A seventh pillar is transparency and institutional reporting. AIIB’s Sustainability Report states that sustainability is embedded in decision-making across institution, investments and governance frameworks, and that the report forms part of the Bank’s annual sustainability-related financial reporting. This is increasingly important in sustainable finance because credibility depends on evidence, comparability and internal governance. Reporting on climate-related risks and opportunities, and their implications for financial performance, helps move the institution closer to a model in which sustainability is treated as financially material rather than purely normative.
Finally, partnerships have become central to AIIB’s sustainable finance delivery. In June 2025, AIIB signed an Accreditation Master Agreement with the Green Climate Fund, becoming a fully accredited entity able to access GCF concessional funding. AIIB stated that this would expand its capacity to co-finance and implement projects supporting climate resilience and inclusive development. This is an important development because concessional resources remain crucial for adaptation, resilience and projects in less developed or riskier markets where commercial finance alone may be insufficient. Through arrangements of this kind, AIIB can potentially combine its project platform and balance sheet with global climate finance mechanisms to scale impact.

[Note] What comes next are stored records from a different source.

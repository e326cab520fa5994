//! Dynamic-fee crypto pool venue with a proportional haircut.

use alloy_primitives::{Address, U256};

use super::{PoolAdapter, TokenResolver};
use crate::domain::{Amount, BasisPoints, QuoteCorrection};
use crate::error::{AdapterError, Result};
use crate::host::Chain;
use crate::protocols::crypto::CryptoPool;
use crate::traits::Venue;

/// Adapter over a crypto pool.
pub type CryptoAdapter = PoolAdapter<CryptoVenue>;

/// Haircut covering the gap between the pool's view fee and its
/// settlement fee.
pub const CRYPTO_HAIRCUT: BasisPoints = BasisPoints::new(4);

/// Routes by `uint256` coin index.
#[derive(Debug, Clone)]
pub struct CryptoVenue {
    pool: Address,
    tokens: TokenResolver,
}

impl CryptoVenue {
    /// Reads the first `token_count` coins of `pool`.
    ///
    /// # Errors
    ///
    /// Propagates lookup errors and [`AdapterError::TokenIndexOutOfRange`]
    /// if the pool has fewer coins.
    pub fn new(chain: &Chain, pool: Address, token_count: usize) -> Result<Self> {
        let contract = chain.contract::<CryptoPool>(pool)?;
        let coins = (0..token_count)
            .map(|i| contract.coins(U256::from(i)))
            .collect::<Result<Vec<_>>>()?;
        Ok(Self {
            pool,
            tokens: TokenResolver::indexed(&coins),
        })
    }
}

impl Venue for CryptoVenue {
    type Route = (usize, usize);

    const PROTOCOL: &'static str = "crypto";
    const CORRECTION: QuoteCorrection = QuoteCorrection::Haircut(CRYPTO_HAIRCUT);

    fn pool(&self) -> Address {
        self.pool
    }

    fn is_pool_token(&self, _: &Chain, token: Address) -> bool {
        self.tokens.is_pool_token(token)
    }

    fn resolve(&self, _: &Chain, from: Address, to: Address) -> Option<(usize, usize)> {
        self.tokens.indices(from, to)
    }

    fn quote(&self, chain: &Chain, (i, j): (usize, usize), amount_in: Amount) -> Result<Amount> {
        let view = chain.call::<CryptoPool, _, _>(self.pool, |p, ledger| {
            p.get_dy(ledger, U256::from(i), U256::from(j), amount_in)
        })?;
        Self::CORRECTION.apply(view)
    }

    fn execute(
        &self,
        chain: &mut Chain,
        custody: Address,
        (i, j): (usize, usize),
        amount_in: Amount,
        recipient: Address,
    ) -> Result<()> {
        let to = self
            .tokens
            .token_at(j)
            .ok_or(AdapterError::TokenIndexOutOfRange)?;
        let received = chain.call_mut::<CryptoPool, _, _>(self.pool, |p, ledger| {
            p.exchange(ledger, custody, (U256::from(i), U256::from(j)), amount_in, Amount::ZERO)
        })?;
        chain.ledger_mut().transfer(to, custody, recipient, received)
    }
}
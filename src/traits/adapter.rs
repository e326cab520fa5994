//! Uniform quote-and-swap interface over one destination protocol.
//!
//! Every adapter answers four questions:
//!
//! 1. **Support** — [`Adapter::is_pool_token`]: can the destination trade
//!    this token at all?
//! 2. **Quote** — [`Adapter::query`]: what would `amount_in` of `from`
//!    yield in `to` right now?
//! 3. **Execute** — [`Adapter::swap`]: perform that trade with input the
//!    adapter already holds.
//! 4. **Cost** — [`Adapter::swap_gas_estimate`]: upper bound on the gas
//!    of one quote plus one swap.
//!
//! # Parity Invariant
//!
//! For every supported pair and every amount within the destination's
//! liquidity, under unchanged pool state:
//!
//! ```text
//! q = query(amount_in, from, to)
//! swap(amount_in, q, from, to, recipient) == q     // never reverts
//! ```
//!
//! and the adapter holds no `to` afterwards.  Quotes are therefore
//! corrected downward wherever the destination's own view overstates
//! settlement.
//!
//! # Custody
//!
//! The adapter does not pull funds.  A caller transfers `amount_in` of
//! `from` to [`Adapter::address`] and then calls [`Adapter::swap`] in the
//! same transaction.

use alloy_primitives::Address;

use crate::domain::{Amount, Gas};
use crate::error::Result;
use crate::host::Chain;

/// A quote-and-swap adapter permanently bound to one destination.
///
/// Adapters are immutable after construction: every call re-reads pool
/// state from the [`Chain`] and nothing is cached between calls except the
/// pool's immutable token layout.
pub trait Adapter {
    /// Human-readable adapter name, unique within a registry.
    fn name(&self) -> &str;

    /// Account that holds input between transfer-in and swap.
    fn address(&self) -> Address;

    /// Destination contract this adapter routes to.
    fn pool(&self) -> Address;

    /// Worst-case gas of one [`query`](Self::query) plus one
    /// [`swap`](Self::swap), fixed at construction.
    fn swap_gas_estimate(&self) -> Gas;

    /// Returns `true` if the destination can trade `token`.
    fn is_pool_token(&self, chain: &Chain, token: Address) -> bool;

    /// Expected output of swapping `amount_in` of `from` into `to`.
    ///
    /// Returns zero, not an error, when the pair is unsupported, when
    /// `from == to`, or when `amount_in` is zero.  Never mutates state.
    ///
    /// # Errors
    ///
    /// Propagates destination failures such as arithmetic overflow or a
    /// paused pool.
    fn query(&self, chain: &Chain, amount_in: Amount, from: Address, to: Address) -> Result<Amount>;

    /// Swaps `amount_in` of `from`, already held by the adapter, into `to`
    /// and delivers the whole output to `recipient`.
    ///
    /// Atomic: on any error no balance or pool state changes.
    ///
    /// # Errors
    ///
    /// - [`UnsupportedPair`](crate::error::AdapterError::UnsupportedPair)
    ///   if the destination cannot route `from` into `to`.
    /// - [`InsufficientBalance`](crate::error::AdapterError::InsufficientBalance)
    ///   if the adapter holds less than `amount_in`.
    /// - [`InsufficientOutput`](crate::error::AdapterError::InsufficientOutput)
    ///   if fewer than `min_out` units arrive.
    /// - Any destination failure, unchanged.
    fn swap(
        &self,
        chain: &mut Chain,
        amount_in: Amount,
        min_out: Amount,
        from: Address,
        to: Address,
        recipient: Address,
    ) -> Result<Amount>;
}
//! Downward corrections applied to a destination's native price view.

use core::fmt;

use super::{Amount, BasisPoints, Rounding};
use crate::error::Result;

/// How far an adapter marks down the figure reported by the destination's
/// own pricing view so that the quote never exceeds what settlement pays.
///
/// Each adapter variant carries one fixed correction.
#[derive(Debug, Clone, Copy, PartialEq, Eq, Hash)]
pub enum QuoteCorrection {
    /// The view is exact.
    None,
    /// The view reports one smallest unit more than settlement delivers.
    SmallestUnit,
    /// The view overstates execution by up to the given proportion.
    Haircut(BasisPoints),
}

impl QuoteCorrection {
    /// Applies the correction to a native view amount.
    ///
    /// `SmallestUnit` floors at zero so a zero view stays zero.
    ///
    /// # Errors
    ///
    /// Propagates overflow or an invalid haircut from [`BasisPoints::retain`].
    pub fn apply(&self, native: Amount) -> Result<Amount> {
        match self {
            Self::None => Ok(native),
            Self::SmallestUnit => Ok(native.checked_sub(&Amount::ONE).unwrap_or(Amount::ZERO)),
            Self::Haircut(bps) => bps.retain(native, Rounding::Down),
        }
    }
}

impl fmt::Display for QuoteCorrection {
    fn fmt(&self, f: &mut fmt::Formatter<'_>) -> fmt::Result {
        match self {
            Self::None => write!(f, "exact"),
            Self::SmallestUnit => write!(f, "-1 unit"),
            Self::Haircut(bps) => write!(f, "-{bps}"),
        }
    }
}
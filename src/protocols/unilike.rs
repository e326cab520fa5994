//! Constant-product factory and pair (Uniswap V2 style).
//!
//! The pair's invariant is `x · y = k`.  A swap is *optimistic*: the
//! caller transfers input to the pair first, the pair pays out the
//! requested amounts, then verifies from its own balances that
//!
//! ```text
//! (b0·1000 − in0·fee) · (b1·1000 − in1·fee) ≥ r0 · r1 · 1000²
//! ```
//!
//! where `fee` is in thousandths (3 = 0.3%).
//!
//! Pricing for an exact input follows the same fee convention:
//!
//! ```text
//! amount_out = in·(1000 − fee)·r_out / (r_in·1000 + in·(1000 − fee))
//! ```

use std::collections::BTreeMap;

use alloy_primitives::{Address, U256};
use tracing::debug;

use crate::domain::{Amount, TokenPair};
use crate::error::{AdapterError, Result};
use crate::host::{schedule, Chain, Ledger};
use crate::math::{add, mul, mul_div, sub, to_amount};

/// Fee denominator: fees are expressed in thousandths.
pub const FEE_DENOMINATOR: u32 = 1_000;

/// Computes the output for an exact input against the given reserves.
///
/// Returns zero when either reserve is empty.
///
/// # Errors
///
/// - [`AdapterError::InvalidConfiguration`] if `fee_per_mille` is 1000 or more.
/// - [`AdapterError::Overflow`] if an intermediate exceeds 256 bits.
pub fn get_amount_out(
    amount_in: Amount,
    reserve_in: Amount,
    reserve_out: Amount,
    fee_per_mille: u32,
) -> Result<Amount> {
    if fee_per_mille >= FEE_DENOMINATOR {
        return Err(AdapterError::InvalidConfiguration(
            "fee must be below 1000 thousandths",
        ));
    }
    if reserve_in.is_zero() || reserve_out.is_zero() {
        return Ok(Amount::ZERO);
    }
    let in_with_fee = mul(
        amount_in.to_u256(),
        U256::from(FEE_DENOMINATOR - fee_per_mille),
        "amount in with fee overflow",
    )?;
    let denominator = add(
        mul(
            reserve_in.to_u256(),
            U256::from(FEE_DENOMINATOR),
            "reserve in overflow",
        )?,
        in_with_fee,
        "denominator overflow",
    )?;
    let out = mul_div(
        in_with_fee,
        reserve_out.to_u256(),
        denominator,
        "numerator overflow",
    )?;
    to_amount(out, "amount out overflow")
}

// ---------------------------------------------------------------------------
// Factory
// ---------------------------------------------------------------------------

/// Registry of pairs, one per unordered token pair.
#[derive(Debug, Clone)]
pub struct UnilikeFactory {
    address: Address,
    fee_per_mille: u32,
    pairs: BTreeMap<TokenPair, Address>,
    all_pairs: Vec<Address>,
}

impl UnilikeFactory {
    /// Creates an empty factory whose pairs charge `fee_per_mille`.
    ///
    /// # Errors
    ///
    /// Returns [`AdapterError::InvalidConfiguration`] if the fee is 1000
    /// thousandths or more.
    pub fn new(address: Address, fee_per_mille: u32) -> Result<Self> {
        if fee_per_mille >= FEE_DENOMINATOR {
            return Err(AdapterError::InvalidConfiguration(
                "fee must be below 1000 thousandths",
            ));
        }
        Ok(Self {
            address,
            fee_per_mille,
            pairs: BTreeMap::new(),
            all_pairs: Vec::new(),
        })
    }

    /// Deploys a factory on `chain`.
    ///
    /// # Errors
    ///
    /// Same as [`UnilikeFactory::new`].
    pub fn deploy(chain: &mut Chain, fee_per_mille: u32) -> Result<Address> {
        chain.deploy(|address, _| Self::new(address, fee_per_mille))
    }

    /// Own address.
    #[must_use]
    pub const fn address(&self) -> Address {
        self.address
    }

    /// Fee charged by every pair of this factory, in thousandths.
    #[must_use]
    pub const fn fee_per_mille(&self) -> u32 {
        self.fee_per_mille
    }

    /// Returns the pair trading `a` against `b`, in either order.
    #[must_use]
    pub fn get_pair(&self, a: Address, b: Address) -> Option<Address> {
        let key = TokenPair::new(a, b).ok()?;
        self.pairs.get(&key).copied()
    }

    /// Number of pairs created.
    #[must_use]
    pub fn all_pairs_length(&self) -> usize {
        self.all_pairs.len()
    }

    /// Pair at creation index `index`.
    #[must_use]
    pub fn all_pairs(&self, index: usize) -> Option<Address> {
        self.all_pairs.get(index).copied()
    }

    /// Returns `true` if any pair trades `token`.
    #[must_use]
    pub fn lists_token(&self, token: Address) -> bool {
        self.pairs.keys().any(|pair| pair.contains(token))
    }

    fn register(&mut self, key: TokenPair, pair: Address) -> Result<()> {
        if self.pairs.contains_key(&key) {
            return Err(AdapterError::InvalidConfiguration("pair exists"));
        }
        self.pairs.insert(key, pair);
        self.all_pairs.push(pair);
        Ok(())
    }
}

/// Creates a pair for `a`/`b` under `factory`.
///
/// # Errors
///
/// - [`AdapterError::InvalidConfiguration`] if the tokens are equal or the
///   pair already exists.
/// - [`AdapterError::UnknownToken`] if either token is unregistered.
pub fn create_pair(chain: &mut Chain, factory: Address, a: Address, b: Address) -> Result<Address> {
    let key = TokenPair::new(a, b)?;
    chain.ledger().token(key.token0())?;
    chain.ledger().token(key.token1())?;
    let (fee, existing) = chain.call::<UnilikeFactory, _, _>(factory, |f, _| {
        Ok((f.fee_per_mille(), f.get_pair(a, b)))
    })?;
    if existing.is_some() {
        return Err(AdapterError::InvalidConfiguration("pair exists"));
    }
    chain.atomic(|chain| {
        let pair = chain.deploy(|address, _| Ok(UnilikePair::new(address, factory, key, fee)))?;
        chain.call_mut::<UnilikeFactory, _, _>(factory, |f, _| f.register(key, pair))?;
        debug!(%factory, %pair, token0 = %key.token0(), token1 = %key.token1(), "pair created");
        Ok(pair)
    })
}

/// Mints `amount0`/`amount1` straight into `pair` and syncs its reserves.
///
/// # Errors
///
/// Propagates ledger and lookup errors.
pub fn provide_liquidity(
    chain: &mut Chain,
    pair: Address,
    amount0: Amount,
    amount1: Amount,
) -> Result<()> {
    let (token0, token1) = chain.call::<UnilikePair, _, _>(pair, |p, _| Ok((p.token0(), p.token1())))?;
    chain.atomic(|chain| {
        chain.ledger_mut().mint(token0, pair, amount0)?;
        chain.ledger_mut().mint(token1, pair, amount1)?;
        chain.call_mut::<UnilikePair, _, _>(pair, |p, ledger| p.sync(ledger))
    })
}

// ---------------------------------------------------------------------------
// Pair
// ---------------------------------------------------------------------------

/// A constant-product pair holding two tokens.
#[derive(Debug, Clone)]
pub struct UnilikePair {
    address: Address,
    factory: Address,
    tokens: TokenPair,
    reserve0: Amount,
    reserve1: Amount,
    fee_per_mille: u32,
}

impl UnilikePair {
    fn new(address: Address, factory: Address, tokens: TokenPair, fee_per_mille: u32) -> Self {
        Self {
            address,
            factory,
            tokens,
            reserve0: Amount::ZERO,
            reserve1: Amount::ZERO,
            fee_per_mille,
        }
    }

    /// Own address.
    #[must_use]
    pub const fn address(&self) -> Address {
        self.address
    }

    /// Factory that created the pair.
    #[must_use]
    pub const fn factory(&self) -> Address {
        self.factory
    }

    /// Lower-address token.
    #[must_use]
    pub const fn token0(&self) -> Address {
        self.tokens.token0()
    }

    /// Higher-address token.
    #[must_use]
    pub const fn token1(&self) -> Address {
        self.tokens.token1()
    }

    /// Cached reserves `(reserve0, reserve1)`.
    #[must_use]
    pub fn get_reserves(&self, ledger: &Ledger) -> (Amount, Amount) {
        ledger.charge(schedule::SLOAD);
        (self.reserve0, self.reserve1)
    }

    /// Pays `amount0_out`/`amount1_out` to `to`, then checks the fee-adjusted
    /// invariant against the pair's actual balances.
    ///
    /// Input must already have been transferred to the pair.
    ///
    /// # Errors
    ///
    /// - [`AdapterError::InsufficientOutput`] if both outputs are zero.
    /// - [`AdapterError::InsufficientLiquidity`] if an output reaches its reserve.
    /// - [`AdapterError::InvalidConfiguration`] if `to` is one of the pair's tokens.
    /// - [`AdapterError::InvalidAmount`] if no input arrived.
    /// - [`AdapterError::InvariantViolation`] if `k` decreased.
    pub fn swap(
        &mut self,
        ledger: &mut Ledger,
        amount0_out: Amount,
        amount1_out: Amount,
        to: Address,
    ) -> Result<()> {
        if amount0_out.is_zero() && amount1_out.is_zero() {
            return Err(AdapterError::InsufficientOutput {
                amount_out: Amount::ZERO,
                min_out: Amount::ONE,
            });
        }
        if amount0_out >= self.reserve0 || amount1_out >= self.reserve1 {
            return Err(AdapterError::InsufficientLiquidity);
        }
        if self.tokens.contains(to) {
            return Err(AdapterError::InvalidConfiguration("invalid swap recipient"));
        }

        if !amount0_out.is_zero() {
            ledger.transfer(self.token0(), self.address, to, amount0_out)?;
        }
        if !amount1_out.is_zero() {
            ledger.transfer(self.token1(), self.address, to, amount1_out)?;
        }
        let balance0 = ledger.balance_of(self.token0(), self.address)?;
        let balance1 = ledger.balance_of(self.token1(), self.address)?;

        let amount0_in = amount_in(balance0, self.reserve0, amount0_out);
        let amount1_in = amount_in(balance1, self.reserve1, amount1_out);
        if amount0_in.is_zero() && amount1_in.is_zero() {
            return Err(AdapterError::InvalidAmount("insufficient input amount"));
        }

        let thousand = U256::from(FEE_DENOMINATOR);
        let fee = U256::from(self.fee_per_mille);
        let adjusted0 = sub(
            mul(balance0.to_u256(), thousand, "K: balance0 overflow")?,
            mul(amount0_in.to_u256(), fee, "K: fee0 overflow")?,
            "K: adjusted0 underflow",
        )?;
        let adjusted1 = sub(
            mul(balance1.to_u256(), thousand, "K: balance1 overflow")?,
            mul(amount1_in.to_u256(), fee, "K: fee1 overflow")?,
            "K: adjusted1 underflow",
        )?;
        let k_after = mul(adjusted0, adjusted1, "K: product overflow")?;
        let k_before = mul(
            mul(self.reserve0.to_u256(), self.reserve1.to_u256(), "K: reserves overflow")?,
            mul(thousand, thousand, "K: scale overflow")?,
            "K: reserves overflow",
        )?;
        if k_after < k_before {
            return Err(AdapterError::InvariantViolation("K"));
        }

        self.update(ledger, balance0, balance1);
        Ok(())
    }

    /// Forces reserves to match balances.
    ///
    /// # Errors
    ///
    /// Propagates ledger lookup errors.
    pub fn sync(&mut self, ledger: &mut Ledger) -> Result<()> {
        let balance0 = ledger.balance_of(self.token0(), self.address)?;
        let balance1 = ledger.balance_of(self.token1(), self.address)?;
        self.update(ledger, balance0, balance1);
        Ok(())
    }

    fn update(&mut self, ledger: &Ledger, balance0: Amount, balance1: Amount) {
        ledger.charge(schedule::SSTORE);
        self.reserve0 = balance0;
        self.reserve1 = balance1;
    }
}

fn amount_in(balance: Amount, reserve: Amount, out: Amount) -> Amount {
    let floor = reserve.checked_sub(&out).unwrap_or(Amount::ZERO);
    balance.checked_sub(&floor).unwrap_or(Amount::ZERO)
}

Overall, AIIB achieves sustainable finance through a layered institutional approach. It begins with strategy and measurable targets; it operationalises them through climate action plans and Paris alignment; it disciplines project design through environmental and social standards; it broadens impact through policy-based financing; it mobilises private and concessional capital through partnerships and structured instruments; and it supports market credibility through bonds, impact reporting and sustainability disclosures.
The broader lesson is that sustainable finance in multilateral development banking is not achieved by a single label or a single product. It requires governance, metrics, standards, financing tools, market access and institutional discipline working together. AIIB’s recent record suggests that it is attempting exactly that: to build a model in which sustainable finance is not an adjunct to infrastructure finance, but the framework through which infrastructure finance itself is redefined for a climate-constrained and transition-driven world.